Barton's Online Poker Bill Unveiled

The online poker bill from Republican Congressman Joe Barton has been introduced We are all aware what has happened to previous bills, and to some this one is set to go down no hope road, but to others it does offer at least a glimmer of hope for regulation and legalization of online poker at a federal level. The bill, called the Internet Poker Freedom Act of 2013 is all about making the game regulated online much the same as it is in land based casinos in some states. It allows for states to opt out should they not wish to participate and it also recognizes the US v DiCristina court ruling that declared poker a game of skill. At least in this bill there is some honesty about the way things are at the moment in the US, and it states that, “There is uncertainty about the laws of the United States governing Internet poker, though not about laws governing Internet sports betting. In United States v.
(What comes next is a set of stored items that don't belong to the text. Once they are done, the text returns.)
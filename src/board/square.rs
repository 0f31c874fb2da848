/*
 * This Source Code Form is subject to the terms of the Mozilla Public
 * License, v. 2.0. If a copy of the MPL was not distributed with this
 * file, You can obtain one at https://mozilla.org/MPL/2.0/.
 */

use std::{
    fmt,
    ops::{Index, IndexMut},
    str::FromStr,
};

use anyhow::{bail, Context, Result};

use super::Color;

/// Represents a single square on an `8x8` chess board.
///
/// Squares are labeled file letter first, rank digit second (`"e4"`), and are
/// internally encoded as `file + rank * 8`:
/// ```text
/// 8| 56 57 58 59 60 61 62 63
/// 7| 48 49 50 51 52 53 54 55
/// 6| 40 41 42 43 44 45 46 47
/// 5| 32 33 34 35 36 37 38 39
/// 4| 24 25 26 27 28 29 30 31
/// 3| 16 17 18 19 20 21 22 23
/// 2|  8  9 10 11 12 13 14 15
/// 1|  0  1  2  3  4  5  6  7
///  +------------------------
///    a  b  c  d  e  f  g  h
/// ```
///
/// A placement string lists the board top-down, so grid row `0` is rank 8 and
/// grid row `7` is rank 1. [`Square::from_grid`], [`Square::grid_row`] and
/// [`Square::grid_col`] are the only conversions between the two layouts.
#[derive(Clone, Copy, PartialEq, Eq, Hash, PartialOrd, Ord, Default)]
#[repr(transparent)]
pub struct Square(pub(crate) u8);

impl Square {
    pub const A1: Self = Self::new(File::A, Rank::ONE);
    pub const B1: Self = Self::new(File::B, Rank::ONE);
    pub const C1: Self = Self::new(File::C, Rank::ONE);
    pub const D1: Self = Self::new(File::D, Rank::ONE);
    pub const E1: Self = Self::new(File::E, Rank::ONE);
    pub const F1: Self = Self::new(File::F, Rank::ONE);
    pub const G1: Self = Self::new(File::G, Rank::ONE);
    pub const H1: Self = Self::new(File::H, Rank::ONE);

    pub const A2: Self = Self::new(File::A, Rank::TWO);
    pub const B2: Self = Self::new(File::B, Rank::TWO);
    pub const D2: Self = Self::new(File::D, Rank::TWO);
    pub const E2: Self = Self::new(File::E, Rank::TWO);
    pub const H2: Self = Self::new(File::H, Rank::TWO);

    pub const E3: Self = Self::new(File::E, Rank::THREE);
    pub const A4: Self = Self::new(File::A, Rank::FOUR);
    pub const D4: Self = Self::new(File::D, Rank::FOUR);
    pub const E4: Self = Self::new(File::E, Rank::FOUR);
    pub const D5: Self = Self::new(File::D, Rank::FIVE);
    pub const E5: Self = Self::new(File::E, Rank::FIVE);

    pub const A7: Self = Self::new(File::A, Rank::SEVEN);
    pub const E7: Self = Self::new(File::E, Rank::SEVEN);

    pub const A8: Self = Self::new(File::A, Rank::EIGHT);
    pub const B8: Self = Self::new(File::B, Rank::EIGHT);
    pub const C8: Self = Self::new(File::C, Rank::EIGHT);
    pub const D8: Self = Self::new(File::D, Rank::EIGHT);
    pub const E8: Self = Self::new(File::E, Rank::EIGHT);
    pub const F8: Self = Self::new(File::F, Rank::EIGHT);
    pub const G8: Self = Self::new(File::G, Rank::EIGHT);
    pub const H8: Self = Self::new(File::H, Rank::EIGHT);

    pub const MIN: u8 = 0;
    pub const MAX: u8 = 63;
    pub const COUNT: usize = 64;

    const FILE_MASK: u8 = 0b0000_0111;
    const RANK_MASK: u8 = 0b0011_1000;

    /// Returns an iterator over all squares, from `a1` to `h8`.
    ///
    /// # Example
    /// ```
    /// # use rookery::Square;
    /// let mut iter = Square::iter();
    /// assert_eq!(iter.len(), 64);
    /// assert_eq!(iter.next().unwrap(), Square::A1);
    /// assert_eq!(iter.last().unwrap(), Square::H8);
    /// ```
    #[inline(always)]
    pub fn iter() -> impl ExactSizeIterator<Item = Self> + DoubleEndedIterator<Item = Self> {
        (Self::MIN..=Self::MAX).map(Self)
    }

    /// Creates a new [`Square`] from the provided [`File`] and [`Rank`].
    #[inline(always)]
    pub const fn new(file: File, rank: Rank) -> Self {
        Self(file.0 | rank.0 << 3)
    }

    #[inline(always)]
    pub fn from_index(index: usize) -> Result<Self> {
        if index >= Self::COUNT {
            bail!(
                "Invalid index for Square: Must be between [{}, {}]. Got {index}",
                Self::MIN,
                Self::MAX
            );
        }
        Ok(Self(index as u8))
    }

    /// Creates the [`Square`] found at `row` and `col` of a top-down grid.
    ///
    /// Returns `None` if either coordinate is off the board.
    ///
    /// # Example
    /// ```
    /// # use rookery::Square;
    /// assert_eq!(Square::from_grid(0, 0), Some(Square::A8));
    /// assert_eq!(Square::from_grid(7, 4), Some(Square::E1));
    /// assert_eq!(Square::from_grid(8, 0), None);
    /// ```
    #[inline(always)]
    pub const fn from_grid(row: usize, col: usize) -> Option<Self> {
        if row > Rank::MAX as usize || col > File::MAX as usize {
            return None;
        }

        Some(Self::new(
            File::new_unchecked(col as u8),
            Rank::new_unchecked(Rank::MAX - row as u8),
        ))
    }

    /// Row of this [`Square`] in a top-down grid (`0` for rank 8).
    #[inline(always)]
    pub const fn grid_row(&self) -> usize {
        (Rank::MAX - self.rank().0) as usize
    }

    /// Column of this [`Square`] in a top-down grid (`0` for the a-file).
    #[inline(always)]
    pub const fn grid_col(&self) -> usize {
        self.file().0 as usize
    }

    /// Flips this square's rank if `color` is Black, so that White-relative
    /// constants (`E1`, `G1`, ...) can be reused for both sides.
    ///
    /// # Example
    /// ```
    /// # use rookery::{Color, Square};
    /// assert_eq!(Square::G1.rank_relative_to(Color::Black), Square::G8);
    /// assert_eq!(Square::G1.rank_relative_to(Color::White), Square::G1);
    /// ```
    #[inline(always)]
    pub const fn rank_relative_to(self, color: Color) -> Self {
        match color {
            Color::White => self,
            Color::Black => Self(self.0 ^ Self::RANK_MASK),
        }
    }

    #[inline(always)]
    pub const fn file(&self) -> File {
        File(self.0 & Self::FILE_MASK)
    }

    #[inline(always)]
    pub const fn rank(&self) -> Rank {
        Rank(self.0 >> 3)
    }

    #[inline(always)]
    pub const fn index(&self) -> usize {
        self.0 as usize
    }

    /// Parses a two-character label such as `"e4"`.
    #[inline(always)]
    pub fn from_uci(square: &str) -> Result<Self> {
        let mut chars = square.chars();
        let (Some(file), Some(rank), None) = (chars.next(), chars.next(), chars.next()) else {
            bail!("Invalid Square string: String must contain exactly 2 characters. Got {square:?}")
        };

        Ok(Self::new(File::from_char(file)?, Rank::from_char(rank)?))
    }

    #[inline(always)]
    pub fn to_uci(self) -> String {
        format!("{}{}", self.file(), self.rank())
    }

    /// Returns the square `file_delta` files and `rank_delta` ranks away, if it is on the board.
    ///
    /// # Example
    /// ```
    /// # use rookery::Square;
    /// assert_eq!(Square::E2.offset(0, 2), Some(Square::E4));
    /// assert_eq!(Square::A1.offset(-1, 0), None);
    /// ```
    #[inline(always)]
    pub const fn offset(&self, file_delta: i8, rank_delta: i8) -> Option<Self> {
        let Some(file) = self.file().offset(file_delta) else {
            return None;
        };

        let Some(rank) = self.rank().offset(rank_delta) else {
            return None;
        };

        Some(Self::new(file, rank))
    }

    /// Returns the square `n` ranks ahead of this one, from `color`'s point of view.
    #[inline(always)]
    pub const fn forward_by(&self, color: Color, n: i8) -> Option<Self> {
        self.offset(0, n * color.forward())
    }
}

impl FromStr for Square {
    type Err = anyhow::Error;
    #[inline(always)]
    fn from_str(s: &str) -> Result<Self, Self::Err> {
        Self::from_uci(s)
    }
}

impl TryFrom<&str> for Square {
    type Error = anyhow::Error;
    #[inline(always)]
    fn try_from(value: &str) -> Result<Self, Self::Error> {
        Self::from_uci(value)
    }
}

impl<T> Index<Square> for [T; Square::COUNT] {
    type Output = T;
    #[inline(always)]
    fn index(&self, index: Square) -> &Self::Output {
        &self[index.index()]
    }
}

impl<T> IndexMut<Square> for [T; Square::COUNT] {
    #[inline(always)]
    fn index_mut(&mut self, index: Square) -> &mut Self::Output {
        &mut self[index.index()]
    }
}

impl fmt::Display for Square {
    fn fmt(&self, f: &mut fmt::Formatter<'_>) -> fmt::Result {
        write!(f, "{}{}", self.file(), self.rank())
    }
}

impl fmt::Debug for Square {
    fn fmt(&self, f: &mut fmt::Formatter<'_>) -> fmt::Result {
        write!(f, "{} ({})", self, self.0)
    }
}

/// A horizontal row of the board, `1` through `8`.
#[derive(Clone, Copy, PartialEq, Eq, PartialOrd, Ord, Hash, Default)]
#[repr(transparent)]
pub struct Rank(pub(crate) u8);

impl Rank {
    pub const ONE: Self = Self(0);
    pub const TWO: Self = Self(1);
    pub const THREE: Self = Self(2);
    pub const FOUR: Self = Self(3);
    pub const FIVE: Self = Self(4);
    pub const SIX: Self = Self(5);
    pub const SEVEN: Self = Self(6);
    pub const EIGHT: Self = Self(7);

    pub const MIN: u8 = 0;
    pub const MAX: u8 = 7;
    pub const COUNT: usize = 8;

    #[inline(always)]
    pub fn iter() -> impl ExactSizeIterator<Item = Self> + DoubleEndedIterator<Item = Self> {
        (Self::MIN..=Self::MAX).map(Self)
    }

    #[inline(always)]
    pub fn new(rank: u8) -> Result<Self> {
        if rank > Self::MAX {
            bail!(
                "Invalid int for Rank: Must be between [{}, {}]. Got {rank}",
                Self::MIN,
                Self::MAX
            );
        }

        Ok(Self::new_unchecked(rank))
    }

    #[inline(always)]
    pub const fn new_unchecked(rank: u8) -> Self {
        Self(rank)
    }

    /// The rank `color`'s pawns start on.
    #[inline(always)]
    pub const fn second(color: Color) -> Self {
        match color {
            Color::White => Self::TWO,
            Color::Black => Self::SEVEN,
        }
    }

    #[inline(always)]
    pub fn from_char(rank: char) -> Result<Self> {
        let rank_int = rank.to_digit(10).context(format!(
            "Invalid char for Rank: Must be between [1, 8]. Got {rank:?}"
        ))?;

        let rank = rank_int.checked_sub(1).context(format!(
            "Invalid char for Rank: Must be between [1, 8]. Got {rank:?}"
        ))?;

        Self::new(rank as u8)
    }

    #[inline(always)]
    pub const fn index(&self) -> usize {
        self.0 as usize
    }

    #[inline(always)]
    pub const fn char(&self) -> char {
        (self.0 + b'1') as char
    }

    #[inline(always)]
    pub const fn offset(self, delta: i8) -> Option<Self> {
        match self.0.checked_add_signed(delta) {
            Some(bits) if bits <= Self::MAX => Some(Self::new_unchecked(bits)),
            _ => None,
        }
    }
}

impl fmt::Display for Rank {
    fn fmt(&self, f: &mut fmt::Formatter<'_>) -> fmt::Result {
        self.char().fmt(f)
    }
}

impl fmt::Debug for Rank {
    fn fmt(&self, f: &mut fmt::Formatter<'_>) -> fmt::Result {
        write!(f, "{} ({})", self.char(), self.0)
    }
}

/// A vertical column of the board, `a` through `h`.
#[derive(Clone, Copy, PartialEq, Eq, PartialOrd, Ord, Hash, Default)]
#[repr(transparent)]
pub struct File(pub(crate) u8);

impl File {
    pub const A: Self = Self(0);
    pub const B: Self = Self(1);
    pub const C: Self = Self(2);
    pub const D: Self = Self(3);
    pub const E: Self = Self(4);
    pub const F: Self = Self(5);
    pub const G: Self = Self(6);
    pub const H: Self = Self(7);

    pub const MIN: u8 = 0;
    pub const MAX: u8 = 7;
    pub const COUNT: usize = 8;

    #[inline(always)]
    pub fn iter() -> impl ExactSizeIterator<Item = Self> + DoubleEndedIterator<Item = Self> {
        (Self::MIN..=Self::MAX).map(Self)
    }

    #[inline(always)]
    pub fn new(file: u8) -> Result<Self> {
        if file > Self::MAX {
            bail!(
                "Invalid int for File: Must be between [{}, {}]. Got {file}",
                Self::MIN,
                Self::MAX
            );
        }
        Ok(Self::new_unchecked(file))
    }

    #[inline(always)]
    pub const fn new_unchecked(file: u8) -> Self {
        Self(file)
    }

    #[inline(always)]
    pub fn from_char(file: char) -> Result<Self> {
        if !file.is_ascii_lowercase() {
            bail!("Invalid char for File: Must be between ['a', 'h']. Got {file:?}");
        }

        Self::new(file as u8 - b'a')
            .with_context(|| format!("Invalid char for File: Must be between ['a', 'h']. Got {file:?}"))
    }

    #[inline(always)]
    pub const fn index(&self) -> usize {
        self.0 as usize
    }

    #[inline(always)]
    pub const fn char(&self) -> char {
        (self.0 + b'a') as char
    }

    #[inline(always)]
    pub const fn offset(self, delta: i8) -> Option<Self> {
        match self.0.checked_add_signed(delta) {
            Some(bits) if bits <= Self::MAX => Some(Self::new_unchecked(bits)),
            _ => None,
        }
    }
}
DiCristina a Federal District Court for the Eastern District of New York held that poker is a game in which skill is the predominant factor in determining the outcome and that in passing the Illegal Gambling Businesses Act, Congress only intended to criminalize clear games of chance.”

Early Pessimism

Although the bill, introduced last Thursday, appears to cover key areas, there are already many doubting it's ability to get very far. It talks about effective ways to stop underage gambling, ways to help and treat problem gamblers, prevents money laundering and allows for self exclusion too....most of the things we already see in the regulated markets of the world. The bill will only allow for licenses to be granted to existing land based establishments with at least 500 slots, and cardrooms with 175 tables and also includes entrance for Tribal casinos. However there is a good chance that opposition will come from states like New Jersey that wish to go it alone and there are many doubters in the poker playing community. Many believe that there is simply too much opposition in general to gambling and that this bill is purely pro-gambling with no prohibition clauses involved. There is also no real strengthening on the processing side of things, and although UIGEA made an attempt at stopping online gaming in the states, all it has really done is slow things down somewhat. Barton is very well respected so that gives the bill some hope, however it always comes down to the same thing and many naysayers will always argue, that there is not strong enough support for a bill such as this, nor is there strong enough support for a full prohibitive bill.